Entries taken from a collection
::::

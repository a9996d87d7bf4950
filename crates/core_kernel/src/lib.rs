//! Core Kernel - Foundational types shared by the portal crates
//!
//! This crate provides the building blocks used across all domain modules:
//! - Opaque backend identifiers wrapped in typed newtypes
//! - Money types with precise decimal arithmetic
//! - Portal user roles
//! - Field-keyed validation results for form validators
//! - The error type reported by domain ports

pub mod money;
pub mod identifiers;
pub mod roles;
pub mod validation;
pub mod ports;
pub mod error;

pub use error::CoreError;
pub use identifiers::{ClaimId, DocumentId, IdError, PolicyId, UserId};
pub use money::{Currency, Money};
pub use ports::PortError;
pub use roles::Role;
pub use validation::ValidationResult;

::::

PROBLEM STATEMENT -> Print out all the entries above exactly.

SOLUTION FOR THIS EXERCISE ->
repository a9996d87d7bf4950
filename crates/core_kernel/src/lib.rs
//! Core Kernel - Foundational types shared by the portal crates
//!
//! This crate provides the building blocks used across all domain modules:
//! - Opaque backend identifiers wrapped in typed newtypes
//! - Money types with precise decimal arithmetic
//! - Portal user roles
//! - Field-keyed validation results for form validators
//! - The error type reported by domain ports

pub mod money;
pub mod identifiers;
pub mod roles;
pub mod validation;
pub mod ports;
pub mod error;

pub use error::CoreError;
pub use identifiers::{ClaimId, DocumentId, IdError, PolicyId, UserId};
pub use money::{Currency, Money};
pub use ports::PortError;
pub use roles::Role;
pub use validation::ValidationResult;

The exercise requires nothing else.